Task brief
Go through the following data and transcribe exactly the stretch of lines from the one holding "the extended set" to the one holding "from numeric order.", both included.
● ● ●
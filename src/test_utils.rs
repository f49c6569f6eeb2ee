//! Fixtures shared by the unit tests.
use crate::{DatasetError, Fetch};
use image::{DynamicImage, ImageOutputFormat, RgbImage};
use std::cell::Cell;
use std::io::{Cursor, Write};
use std::path::Path;
use zip::write::FileOptions;

/// Fetcher that hands out canned bytes and counts how often it was called.
pub struct CountingFetcher {
    pub body: Vec<u8>,
    pub calls: Cell<usize>,
}

impl CountingFetcher {
    pub fn new(body: Vec<u8>) -> Self {
        Self {
            body,
            calls: Cell::new(0),
        }
    }
}

impl Fetch for CountingFetcher {
    fn fetch(&self, _url: &str, dest: &mut dyn Write) -> Result<u64, DatasetError> {
        self.calls.set(self.calls.get() + 1);
        dest.write_all(&self.body)?;
        Ok(self.body.len() as u64)
    }
}

/// Fetcher that always fails like a dropped connection.
pub struct FailingFetcher;

impl Fetch for FailingFetcher {
    fn fetch(&self, _url: &str, _dest: &mut dyn Write) -> Result<u64, DatasetError> {
        Err(std::io::Error::new(std::io::ErrorKind::ConnectionReset, "reset").into())
    }
}

/// Level 5 MAT file holding one uncompressed double array.
/// `column_major` is laid out the way MATLAB stores it (first axis fastest).
pub fn mat_file(name: &str, dims: &[usize], column_major: &[f64]) -> Vec<u8> {
    assert_eq!(dims.iter().product::<usize>(), column_major.len());

    fn element(out: &mut Vec<u8>, data_type: u32, data: &[u8]) {
        out.extend_from_slice(&data_type.to_le_bytes());
        out.extend_from_slice(&(data.len() as u32).to_le_bytes());
        out.extend_from_slice(data);
        while out.len() % 8 != 0 {
            out.push(0);
        }
    }

    // miUINT32 flags: mxDOUBLE_CLASS, no complex/global/logical bits
    let mut body = Vec::new();
    let flags: Vec<u8> = [6u32, 0].iter().flat_map(|v| v.to_le_bytes()).collect();
    element(&mut body, 6, &flags);
    let dims_bytes: Vec<u8> = dims
        .iter()
        .flat_map(|&d| (d as i32).to_le_bytes())
        .collect();
    element(&mut body, 5, &dims_bytes);
    element(&mut body, 1, name.as_bytes());
    let data: Vec<u8> = column_major.iter().flat_map(|v| v.to_le_bytes()).collect();
    element(&mut body, 9, &data);

    let mut out = b"MATLAB 5.0 MAT-file, Platform: GLNXA64, Created by: keypoint-datasets tests"
        .to_vec();
    out.resize(116, b' ');
    out.extend_from_slice(&[0u8; 8]);
    out.extend_from_slice(&0x0100u16.to_le_bytes());
    out.extend_from_slice(b"IM");
    // miMATRIX
    out.extend_from_slice(&14u32.to_le_bytes());
    out.extend_from_slice(&(body.len() as u32).to_le_bytes());
    out.extend_from_slice(&body);
    out
}

/// Ground truth coordinate of a synthetic sample.
pub fn truth(sample: usize, joint: usize, coord: usize) -> f64 {
    (sample * 100 + joint * 10 + coord) as f64
}

/// Raw `joints.mat` content for `n` samples of `joints` joints with 3 coords.
/// `joints_first` selects the `joints x 3 x n` layout of the extended set
/// instead of the `3 x joints x n` layout of the original one.
pub fn joints_mat(n: usize, joints: usize, joints_first: bool) -> Vec<u8> {
    let mut data = Vec::with_capacity(n * joints * 3);
    if joints_first {
        for sample in 0..n {
            for coord in 0..3 {
                for joint in 0..joints {
                    data.push(truth(sample, joint, coord));
                }
            }
        }
        mat_file("joints", &[joints, 3, n], &data)
    } else {
        for sample in 0..n {
            for joint in 0..joints {
                for coord in 0..3 {
                    data.push(truth(sample, joint, coord));
                }
            }
        }
        mat_file("joints", &[3, joints, n], &data)
    }
}

/// JPEG whose width encodes `sample` so that lookups can be matched to rows.
pub fn jpeg(sample: usize) -> Vec<u8> {
    let image = RgbImage::from_fn(sample as u32 + 1, 4, |x, _| {
        image::Rgb([(x * 40 % 256) as u8, 128, 255])
    });
    let mut out = Cursor::new(Vec::new());
    DynamicImage::ImageRgb8(image)
        .write_to(&mut out, ImageOutputFormat::Jpeg(95))
        .unwrap();
    out.into_inner()
}

/// Files of a synthetic dataset: `joints.mat` plus `images/im{k}.jpg` with
/// unpadded 1-based numbers, so lexicographic order differs from numeric order.
pub fn dataset_files(n: usize, joints: usize, joints_first: bool) -> Vec<(String, Vec<u8>)> {
    let mut files = vec![("joints.mat".to_string(), joints_mat(n, joints, joints_first))];
    for sample in 0..n {
        files.push((format!("images/im{}.jpg", sample + 1), jpeg(sample)));
    }
    files
}

pub fn zip_archive(files: &[(String, Vec<u8>)]) -> Vec<u8> {
    let mut writer = zip::ZipWriter::new(Cursor::new(Vec::new()));
    for (name, data) in files {
        writer.start_file(name.as_str(), FileOptions::default()).unwrap();
        writer.write_all(data).unwrap();
    }
    writer.finish().unwrap().into_inner()
}

pub fn write_files(root: &Path, files: &[(String, Vec<u8>)]) {
    for (name, data) in files {
        let path = root.join(name);
        std::fs::create_dir_all(path.parent().unwrap()).unwrap();
        std::fs::write(path, data).unwrap();
    }
}
use keypoint_datasets::{
    Dataset, DatasetOptions, Joint, KeypointDataset, LeedsSport, LeedsSportExtended, Split,
};
use std::path::PathBuf;

fn describe(dataset: &KeypointDataset) {
    println!("");
    println!("--{}--", dataset.info().name);
    println!("Root: {}", dataset.root().display());
    println!("Split: {:?}", dataset.split());
    println!("Count: {}", dataset.len());
    let (image, targets) = dataset.get(0).unwrap();
    let keypoints = &targets.keypoints[0];
    println!("Image: {:?}", image.dimensions());
    println!("Keypoints: {:?}", keypoints.shape());
    for joint in Joint::ALL {
        let row = keypoints.row(joint.index());
        println!("    {:<15} {row}", joint.name());
    }
}

fn main() {
    pretty_env_logger::init();
    let data_dir = std::env::args()
        .nth(1)
        .map(PathBuf::from)
        .expect("Give a directory to store the datasets in");

    let dataset = LeedsSport::load(DatasetOptions::new(&data_dir).split(Split::Test)).unwrap();
    describe(&dataset);

    let dataset = LeedsSportExtended::load(DatasetOptions::new(&data_dir)).unwrap();
    describe(&dataset);
}
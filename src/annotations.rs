//! Loading of raw keypoint annotations and normalization to `(samples, joints, coords)`.
//!
//! Distributors store the same keypoints with different axis orders, e.g. Leeds
//! Sports Pose ships `coords x joints x samples` while its extended release
//! ships `joints x coords x samples`. Every dataset declares the sequence of
//! [`AxisOp`]s bringing its raw blob to the canonical layout.
use crate::DatasetError;
use matfile::{MatFile, NumericData};
use ndarray::{Array3, ArrayD, IxDyn, ShapeBuilder};
use std::fs::File;
use std::io::BufReader;
use std::path::Path;

/// One reordering step applied to a raw annotation array.
#[derive(Debug, Clone, Copy, PartialEq, Eq)]
pub enum AxisOp {
    /// Moves the last axis to the front, `(a, b, c) -> (c, a, b)`.
    MoveLastToFront,
    /// Exchanges two axes.
    Swap(usize, usize),
}

impl AxisOp {
    fn apply(self, array: ArrayD<f64>) -> Result<ArrayD<f64>, DatasetError> {
        let ndim = array.ndim();
        match self {
            AxisOp::MoveLastToFront => {
                if ndim == 0 {
                    return Err(DatasetError::FormatError(
                        "cannot move an axis of a scalar".to_string(),
                    ));
                }
                let mut order = Vec::with_capacity(ndim);
                order.push(ndim - 1);
                order.extend(0..ndim - 1);
                Ok(array.permuted_axes(IxDyn(&order)))
            }
            AxisOp::Swap(a, b) => {
                if a >= ndim || b >= ndim {
                    return Err(DatasetError::FormatError(format!(
                        "cannot swap axes {a} and {b} of a {ndim}-d array"
                    )));
                }
                let mut array = array;
                array.swap_axes(a, b);
                Ok(array)
            }
        }
    }
}

/// Reads the numeric variable `name` from a MATLAB level 5 file.
///
/// MAT files are column-major, the returned array has the stored dimensions
/// with the same element at the same multi-index.
pub fn load_raw(path: &Path, name: &str) -> Result<ArrayD<f64>, DatasetError> {
    let reader = BufReader::new(File::open(path)?);
    let mat = MatFile::parse(reader).map_err(|err| {
        DatasetError::FormatError(format!("{}: {err:?}", path.display()))
    })?;
    let array = mat.find_by_name(name).ok_or_else(|| {
        DatasetError::FormatError(format!("{}: no variable named {name}", path.display()))
    })?;

    let data: Vec<f64> = match array.data() {
        NumericData::Double { real, .. } => real.clone(),
        NumericData::Single { real, .. } => real.iter().map(|&v| v as f64).collect(),
        _ => {
            return Err(DatasetError::FormatError(format!(
                "{}: {name} is not a floating point array",
                path.display()
            )))
        }
    };
    let shape = IxDyn(array.size()).f();
    Ok(ArrayD::from_shape_vec(shape, data)?)
}

/// Applies `ops` to `raw` and checks the result against the dataset's joint count.
///
/// The output is in standard (row-major) layout so that per-sample rows are
/// contiguous.
pub fn normalize(
    raw: ArrayD<f64>,
    ops: &[AxisOp],
    num_joints: usize,
) -> Result<Array3<f64>, DatasetError> {
    if raw.ndim() != 3 {
        return Err(DatasetError::FormatError(format!(
            "expected a 3-d annotation array, got shape {:?}",
            raw.shape()
        )));
    }
    let mut array = raw;
    for op in ops {
        array = op.apply(array)?;
    }
    let array = array.into_dimensionality::<ndarray::Ix3>()?;

    let (_, joints, coords) = array.dim();
    if joints != num_joints {
        return Err(DatasetError::FormatError(format!(
            "expected {num_joints} joints, got {joints} (shape {:?})",
            array.shape()
        )));
    }
    if !(2..=3).contains(&coords) {
        return Err(DatasetError::FormatError(format!(
            "expected 2 or 3 coordinates per joint, got {coords}"
        )));
    }
    Ok(array.as_standard_layout().into_owned())
}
● ● ●
Written answer
/// `joints_first` selects the `joints x 3 x n` layout of the extended set
/// instead of the `3 x joints x n` layout of the original one.
pub fn joints_mat(n: usize, joints: usize, joints_first: bool) -> Vec<u8> {
    let mut data = Vec::with_capacity(n * joints * 3);
    if joints_first {
        for sample in 0..n {
            for coord in 0..3 {
                for joint in 0..joints {
                    data.push(truth(sample, joint, coord));
                }
            }
        }
        mat_file("joints", &[joints, 3, n], &data)
    } else {
        for sample in 0..n {
            for joint in 0..joints {
                for coord in 0..3 {
                    data.push(truth(sample, joint, coord));
                }
            }
        }
        mat_file("joints", &[3, joints, n], &data)
    }
}

/// JPEG whose width encodes `sample` so that lookups can be matched to rows.
pub fn jpeg(sample: usize) -> Vec<u8> {
    let image = RgbImage::from_fn(sample as u32 + 1, 4, |x, _| {
        image::Rgb([(x * 40 % 256) as u8, 128, 255])
    });
    let mut out = Cursor::new(Vec::new());
    DynamicImage::ImageRgb8(image)
        .write_to(&mut out, ImageOutputFormat::Jpeg(95))
        .unwrap();
    out.into_inner()
}

/// Files of a synthetic dataset: `joints.mat` plus `images/im{k}.jpg` with
/// unpadded 1-based numbers, so lexicographic order differs from numeric order.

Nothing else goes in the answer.